To be clear, people like Mr. Portman or Ms. McKay are actually nice. They're generally prosocial people. When you're doing character analysis of others, you should take into account that cynicism is a bad sign. But you can imagine a lot of left-right squabbling over criminal justice reform as resulting from the left accusing the right of being unscrupulous and evil, and the right accusing the left of misunderstanding human nature. Both accusations are true; the left, being more staffed with empathetic people, is more prone to a humans-are-wonderful-bias and thus more willing to entertain bizarre policies like police abolishment. The right, being less sympathetic, genuinely doesn't care much about the participants of the criminal justice system, but is also less likely to adopt naive restorative justice positions for social reasons.

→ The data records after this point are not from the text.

// crates/lab_game/src/score.rs

use serde::{Deserialize, Serialize};

/// Current round score plus the best seen by this process.
#[derive(Clone, Copy, Debug, Default, PartialEq, Eq, Serialize, Deserialize)]
pub struct Score {
    pub current: u32,
    pub best: u32,
}

impl Score {
    pub fn new(best: u32) -> Self {
        Self { current: 0, best }
    }

    pub fn add(&mut self, points: u32) {
        self.current = self.current.saturating_add(points);
    }

    /// Clears the current score only.
    pub fn reset(&mut self) {
        self.current = 0;
    }

    /// Raises `best` to `current` when it is strictly higher.
    pub fn commit_best(&mut self) -> bool {
        if self.current > self.best {
            self.best = self.current;
            true
        } else {
            false
        }
    }
}

#[cfg(test)]
mod tests {
    use super::*;

    #[test]
    fn best_only_goes_up() {
        let mut score = Score::new(40);
        score.add(10);
        score.add(10);
        assert!(!score.commit_best());
        assert_eq!(score.best, 40);

        score.add(50);
        assert!(score.commit_best());
        assert_eq!(score.best, 70);
        assert!(!score.commit_best(), "equal is not higher");

        score.reset();
        assert_eq!(score, Score { current: 0, best: 70 });
    }
}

When it comes to this particular bias, I think there's a balance to be struck. Insofar as it's required for you to pretend that people are nicer than they are to be kind to them, I think you should do that. But your impact will be better if you at least note it if that's what you're doing, and try to prevent it from bleeding into policy analysis.
By the way, if we consider game theory and logic to be any relevant, then there's a corollary of Löb's Theorem: if you defect given proof that counterparty will defect, and another party will defect given proof that you will, then you both will, logically, defect against each other, with no choice in the matter. (And if you additionally declare that you cooperate given proof that partner will cooperate, you've just declared a logical contradiction.)
For packing this result into a "wise" phrase, I'd use words:
Good is not a universally valid response to Evil. Evil is not a universally valid response to Evil either. Seek that which will bring about a Good equilibrium.